Figure 53 shows the projected North Slope oil production revenue stream over time in the three price cases, with North Slope oil production continuing even after production volume and revenue requirements are no longer met in the Low Oil Price case. Thus, if the minimum North Slope revenue requirement were $7.5 billion, a shutdown of North Slope production could occur as soon as 2020, but only in the Low Oil Price case.

There is considerable uncertainty about the long-term viability of North Slope oil production and continued operation of TAPS through 2035. The two most important determinants of their future viability are the wellhead oil price that North Slope producers receive and the availability and cost of developing new North Slope oil resources.
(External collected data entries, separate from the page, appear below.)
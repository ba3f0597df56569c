//! Deterministic synthetic bars for development runs.
//!
//! Prices follow a bounded random walk seeded from a BLAKE3 hash of the
//! symbol. Same symbol and range, same bars.

use chrono::{Datelike, NaiveDate, Weekday};
use rand::rngs::StdRng;
use rand::{Rng, SeedableRng};

use crate::domain::Bar;

/// Shape of the generated walk.
#[derive(Debug, Clone, Copy, PartialEq)]
pub struct SyntheticWalk {
    pub start_price: f64,
    /// Largest absolute close-to-close move, as a fraction.
    pub max_daily_move: f64,
    /// Largest wick beyond the open/close body, as a fraction.
    pub max_wick: f64,
}

impl Default for SyntheticWalk {
    fn default() -> Self {
        Self {
            start_price: 100.0,
            max_daily_move: 0.03,
            max_wick: 0.01,
        }
    }
}

impl SyntheticWalk {
    pub fn generate(&self, symbol: &str, start: NaiveDate, end: NaiveDate) -> Vec<Bar> {
        let mut rng = StdRng::from_seed(*blake3::hash(symbol.as_bytes()).as_bytes());
        let mut prev_close = self.start_price;

        weekdays(start, end)
            .map(|date| {
                let open = prev_close;
                let step = rng.gen_range(-self.max_daily_move..=self.max_daily_move);
                let close = open * (1.0 + step);
                let high = open.max(close) * (1.0 + rng.gen_range(0.0..=self.max_wick));
                let low = open.min(close) * (1.0 - rng.gen_range(0.0..=self.max_wick));
                prev_close = close;
                Bar {
                    symbol: symbol.to_string(),
                    date,
                    open,
                    high,
                    low,
                    close,
                    adj_close: close,
                    volume: rng.gen_range(500_000..5_000_000u64),
                }
            })
            .collect()
    }
}

/// Monday..Friday dates in `[start, end]`.
fn weekdays(start: NaiveDate, end: NaiveDate) -> impl Iterator<Item = NaiveDate> {
    start
        .iter_days()
        .take_while(move |d| *d <= end)
        .filter(|d| !matches!(d.weekday(), Weekday::Sat | Weekday::Sun))
}

/// Default walk for `symbol` over `[start, end]`.
pub fn generate_synthetic_bars(symbol: &str, start: NaiveDate, end: NaiveDate) -> Vec<Bar> {
    SyntheticWalk::default().generate(symbol, start, end)
}
//! Backtesting engine — heartbeat dispatcher and its supporting pieces.
//!
//! The engine owns the event queue and the per-symbol replay cursors. Each
//! heartbeat it drains the queue, routing:
//!
//! 1. Market → strategy
//! 2. Signal → portfolio order generator
//! 3. Order → execution handler
//! 4. Fill → portfolio
//!
//! and then schedules the next market event for every symbol it advanced.

pub mod backtest;
pub mod config;
pub mod journal;
pub mod queue;
pub mod report;
pub mod stop;

pub use backtest::BacktestEngine;
pub use config::EngineConfig;
pub use journal::{Journal, JournalEntry, Outcome};
pub use queue::{EventQueue, QueuedEvent};
pub use report::{BacktestReport, RunSummary, StopReason};
pub use stop::StopHandle;
//! Buy-and-hold: go long once per symbol on its first tradable bar.

use std::collections::HashSet;

use crate::data::DataHandler;
use crate::domain::{MarketEvent, SignalDirection, SignalEvent};
use crate::error::EngineError;

use super::{Strategy, StrategyConfig, StrategyOutput};

#[derive(Debug, Clone)]
pub struct BuyAndHold {
    config: StrategyConfig,
    bought: HashSet<String>,
}

impl BuyAndHold {
    pub fn new(config: StrategyConfig) -> Self {
        Self {
            config,
            bought: HashSet::new(),
        }
    }
}

impl Strategy for BuyAndHold {
    fn name(&self) -> &str {
        "buy_and_hold"
    }

    fn on_market(
        &mut self,
        event: &MarketEvent,
        _data: &dyn DataHandler,
    ) -> Result<Option<StrategyOutput>, EngineError> {
        if !self.config.symbols.iter().any(|s| s == &event.symbol)
            || !self.config.in_window(event.timestamp)
            || self.bought.contains(&event.symbol)
        {
            return Ok(None);
        }
        self.bought.insert(event.symbol.clone());
        Ok(Some(StrategyOutput::Signal(SignalEvent::new(
            event.symbol.clone(),
            event.timestamp,
            SignalDirection::Long,
        ))))
    }
}
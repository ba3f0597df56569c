use std::sync::atomic::{AtomicBool, Ordering};
use std::sync::Arc;

/// Cloneable stop flag for a running engine.
///
/// The engine checks it only between heartbeats, so a heartbeat that has
/// started always drains completely.
#[derive(Debug, Clone, Default)]
pub struct StopHandle {
    flag: Arc<AtomicBool>,
}

impl StopHandle {
    pub fn new() -> Self {
        Self::default()
    }

    pub fn stop(&self) {
        self.flag.store(true, Ordering::SeqCst);
    }

    pub fn is_stopped(&self) -> bool {
        self.flag.load(Ordering::SeqCst)
    }

    pub(crate) fn reset(&self) {
        self.flag.store(false, Ordering::SeqCst);
    }
}
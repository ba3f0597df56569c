//! Daily OHLCV bars and named bar fields.

use chrono::NaiveDate;
use serde::{Deserialize, Serialize};
use std::fmt;
use std::str::FromStr;

/// One day of prices and volume for a symbol.
///
/// `adj_close` is the price used for fills and marking positions.
#[derive(Debug, Clone, PartialEq, Serialize, Deserialize)]
pub struct Bar {
    pub symbol: String,
    pub date: NaiveDate,
    pub open: f64,
    pub high: f64,
    pub low: f64,
    pub close: f64,
    pub adj_close: f64,
    pub volume: u64,
}

impl Bar {
    /// Returns true if any price field is NaN (void bar).
    pub fn is_void(&self) -> bool {
        self.open.is_nan()
            || self.high.is_nan()
            || self.low.is_nan()
            || self.close.is_nan()
            || self.adj_close.is_nan()
    }

    /// Basic OHLC sanity check: high >= low, high >= open, high >= close, etc.
    pub fn is_sane(&self) -> bool {
        if self.is_void() {
            return false;
        }
        self.high >= self.low
            && self.high >= self.open
            && self.high >= self.close
            && self.low <= self.open
            && self.low <= self.close
            && self.open > 0.0
            && self.close > 0.0
    }

    /// Read a single field. Volume is widened to `f64`.
    ///
    /// Returns `None` when the field holds NaN.
    pub fn value(&self, field: BarField) -> Option<f64> {
        let v = match field {
            BarField::Open => self.open,
            BarField::High => self.high,
            BarField::Low => self.low,
            BarField::Close => self.close,
            BarField::AdjClose => self.adj_close,
            BarField::Volume => self.volume as f64,
        };
        if v.is_nan() {
            None
        } else {
            Some(v)
        }
    }
}

/// Named bar column, used by `DataHandler::get_bar_value`.
#[derive(Debug, Clone, Copy, PartialEq, Eq, Hash, Serialize, Deserialize)]
#[serde(rename_all = "snake_case")]
pub enum BarField {
    Open,
    High,
    Low,
    Close,
    AdjClose,
    Volume,
}

impl BarField {
    pub fn as_str(&self) -> &'static str {
        match self {
            BarField::Open => "open",
            BarField::High => "high",
            BarField::Low => "low",
            BarField::Close => "close",
            BarField::AdjClose => "adj_close",
            BarField::Volume => "volume",
        }
    }
}

impl fmt::Display for BarField {
    fn fmt(&self, f: &mut fmt::Formatter<'_>) -> fmt::Result {
        f.write_str(self.as_str())
    }
}

impl FromStr for BarField {
    type Err = String;

    fn from_str(s: &str) -> Result<Self, Self::Err> {
        match s {
            "open" => Ok(BarField::Open),
            "high" => Ok(BarField::High),
            "low" => Ok(BarField::Low),
            "close" => Ok(BarField::Close),
            "adj_close" => Ok(BarField::AdjClose),
            "volume" => Ok(BarField::Volume),
            other => Err(format!("unknown bar field '{other}'")),
        }
    }
}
Those two factors will determine whether new oil fields are developed, whether existing oil fields remain sufficiently profitable to continue operating, and whether the investments required to keep TAPS operating at flow rates below 350,000 barrels per day are economically feasible.

The AEO2012 Low and High Oil Price cases suggest that North Slope oil production will remain viable across a wide range of oil prices. Only in the Low Oil Price case are North Slope wellhead oil revenues sufficiently low to cause a shutdown of North Slope oil production. If the Low Oil Price case represents a low-probability outer boundary for future oil prices, then the likely future outcome is that North Slope oil production will continue until at least 2035, if not longer.